# Assignment
Report only how many lines in the listing below contain the string "directory".

# Material for this task
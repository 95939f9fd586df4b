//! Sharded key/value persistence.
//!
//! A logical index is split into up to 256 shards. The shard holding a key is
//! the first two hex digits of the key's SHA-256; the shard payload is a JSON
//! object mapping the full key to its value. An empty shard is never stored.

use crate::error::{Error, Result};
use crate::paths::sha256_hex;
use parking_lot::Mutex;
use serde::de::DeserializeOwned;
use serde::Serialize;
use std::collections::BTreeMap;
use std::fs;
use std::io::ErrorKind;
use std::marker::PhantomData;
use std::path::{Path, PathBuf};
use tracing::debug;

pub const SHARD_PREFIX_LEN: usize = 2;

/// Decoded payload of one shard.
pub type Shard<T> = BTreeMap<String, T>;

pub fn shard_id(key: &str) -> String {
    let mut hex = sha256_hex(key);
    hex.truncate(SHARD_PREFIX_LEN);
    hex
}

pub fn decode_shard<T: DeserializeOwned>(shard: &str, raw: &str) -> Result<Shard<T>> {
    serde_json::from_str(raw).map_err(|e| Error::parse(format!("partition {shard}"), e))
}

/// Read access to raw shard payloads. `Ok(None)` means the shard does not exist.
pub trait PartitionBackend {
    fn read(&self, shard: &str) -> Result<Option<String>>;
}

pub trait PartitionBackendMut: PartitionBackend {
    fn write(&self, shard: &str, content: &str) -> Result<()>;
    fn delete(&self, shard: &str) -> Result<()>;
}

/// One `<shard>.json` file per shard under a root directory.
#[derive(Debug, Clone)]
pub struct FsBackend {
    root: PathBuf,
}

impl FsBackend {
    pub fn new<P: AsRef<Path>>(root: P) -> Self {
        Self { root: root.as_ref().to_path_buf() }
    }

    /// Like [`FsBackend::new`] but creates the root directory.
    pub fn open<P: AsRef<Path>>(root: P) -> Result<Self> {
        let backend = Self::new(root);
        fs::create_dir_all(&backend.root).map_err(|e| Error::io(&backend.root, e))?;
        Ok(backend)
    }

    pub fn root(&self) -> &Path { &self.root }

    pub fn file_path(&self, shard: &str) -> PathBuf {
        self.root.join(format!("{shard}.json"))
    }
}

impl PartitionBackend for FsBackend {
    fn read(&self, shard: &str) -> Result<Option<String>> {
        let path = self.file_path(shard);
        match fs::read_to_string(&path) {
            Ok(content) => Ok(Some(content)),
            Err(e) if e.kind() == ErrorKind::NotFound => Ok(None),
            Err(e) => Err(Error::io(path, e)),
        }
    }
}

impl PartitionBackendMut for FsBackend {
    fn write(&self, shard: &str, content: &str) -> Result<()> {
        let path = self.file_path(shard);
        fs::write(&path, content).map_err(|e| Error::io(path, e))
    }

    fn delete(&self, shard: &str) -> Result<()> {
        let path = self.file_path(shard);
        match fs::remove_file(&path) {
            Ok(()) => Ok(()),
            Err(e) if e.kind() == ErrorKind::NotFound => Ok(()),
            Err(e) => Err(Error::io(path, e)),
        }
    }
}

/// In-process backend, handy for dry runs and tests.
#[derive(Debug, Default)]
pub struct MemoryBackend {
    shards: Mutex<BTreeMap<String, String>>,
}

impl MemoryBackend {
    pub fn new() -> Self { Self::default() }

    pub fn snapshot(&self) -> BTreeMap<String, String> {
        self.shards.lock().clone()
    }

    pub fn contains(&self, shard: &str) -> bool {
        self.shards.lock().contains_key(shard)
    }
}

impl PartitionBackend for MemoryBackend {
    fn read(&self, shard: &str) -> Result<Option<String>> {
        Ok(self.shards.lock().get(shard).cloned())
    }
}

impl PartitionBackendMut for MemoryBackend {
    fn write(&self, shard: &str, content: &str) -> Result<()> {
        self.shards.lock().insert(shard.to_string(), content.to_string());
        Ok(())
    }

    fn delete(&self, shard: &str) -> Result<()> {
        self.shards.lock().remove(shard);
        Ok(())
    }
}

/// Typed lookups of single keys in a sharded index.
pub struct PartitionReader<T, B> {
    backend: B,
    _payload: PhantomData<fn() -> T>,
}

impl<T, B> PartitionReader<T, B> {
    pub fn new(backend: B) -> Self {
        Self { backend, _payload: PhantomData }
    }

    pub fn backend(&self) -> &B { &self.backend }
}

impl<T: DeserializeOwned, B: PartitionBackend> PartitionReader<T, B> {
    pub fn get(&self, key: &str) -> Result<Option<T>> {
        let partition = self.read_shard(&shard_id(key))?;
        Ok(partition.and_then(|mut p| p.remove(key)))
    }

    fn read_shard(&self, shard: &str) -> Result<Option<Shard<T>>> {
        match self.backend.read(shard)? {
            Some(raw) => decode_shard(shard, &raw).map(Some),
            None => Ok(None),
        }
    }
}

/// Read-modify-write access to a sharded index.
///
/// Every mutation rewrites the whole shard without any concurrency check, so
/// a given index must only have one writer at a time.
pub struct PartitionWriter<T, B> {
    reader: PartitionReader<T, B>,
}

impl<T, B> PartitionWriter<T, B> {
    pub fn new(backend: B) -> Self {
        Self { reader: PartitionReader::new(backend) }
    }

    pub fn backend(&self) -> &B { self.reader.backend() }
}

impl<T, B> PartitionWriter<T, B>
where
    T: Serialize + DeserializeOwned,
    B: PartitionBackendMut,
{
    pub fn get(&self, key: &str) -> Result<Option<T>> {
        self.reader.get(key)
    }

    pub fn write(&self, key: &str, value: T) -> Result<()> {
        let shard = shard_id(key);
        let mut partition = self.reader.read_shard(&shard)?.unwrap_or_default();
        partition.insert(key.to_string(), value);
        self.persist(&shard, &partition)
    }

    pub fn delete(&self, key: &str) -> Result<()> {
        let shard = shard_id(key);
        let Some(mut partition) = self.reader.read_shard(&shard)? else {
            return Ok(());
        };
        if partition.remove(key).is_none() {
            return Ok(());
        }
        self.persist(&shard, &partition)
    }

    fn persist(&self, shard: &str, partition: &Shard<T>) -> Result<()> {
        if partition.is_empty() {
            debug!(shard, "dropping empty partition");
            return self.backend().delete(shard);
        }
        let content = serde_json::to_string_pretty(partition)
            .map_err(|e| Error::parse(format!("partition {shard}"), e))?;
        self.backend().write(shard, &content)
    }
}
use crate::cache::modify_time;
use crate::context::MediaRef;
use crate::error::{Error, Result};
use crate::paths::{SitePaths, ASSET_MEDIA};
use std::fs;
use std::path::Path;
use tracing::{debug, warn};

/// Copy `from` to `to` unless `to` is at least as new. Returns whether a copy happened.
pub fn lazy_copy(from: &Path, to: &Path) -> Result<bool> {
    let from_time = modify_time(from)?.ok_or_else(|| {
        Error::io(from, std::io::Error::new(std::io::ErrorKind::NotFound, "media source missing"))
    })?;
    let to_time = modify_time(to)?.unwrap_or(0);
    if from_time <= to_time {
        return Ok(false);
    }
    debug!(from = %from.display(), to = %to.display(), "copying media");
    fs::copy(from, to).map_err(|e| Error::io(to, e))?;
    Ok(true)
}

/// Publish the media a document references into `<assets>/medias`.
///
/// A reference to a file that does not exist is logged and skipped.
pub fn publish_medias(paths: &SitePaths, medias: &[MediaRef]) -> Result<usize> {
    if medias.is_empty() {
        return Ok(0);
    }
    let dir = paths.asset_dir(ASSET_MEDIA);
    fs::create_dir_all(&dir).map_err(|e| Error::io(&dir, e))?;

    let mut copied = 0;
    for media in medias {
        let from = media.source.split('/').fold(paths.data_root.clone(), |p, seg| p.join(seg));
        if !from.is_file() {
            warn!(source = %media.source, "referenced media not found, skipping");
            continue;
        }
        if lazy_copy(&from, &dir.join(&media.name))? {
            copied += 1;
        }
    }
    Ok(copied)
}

# Answer
2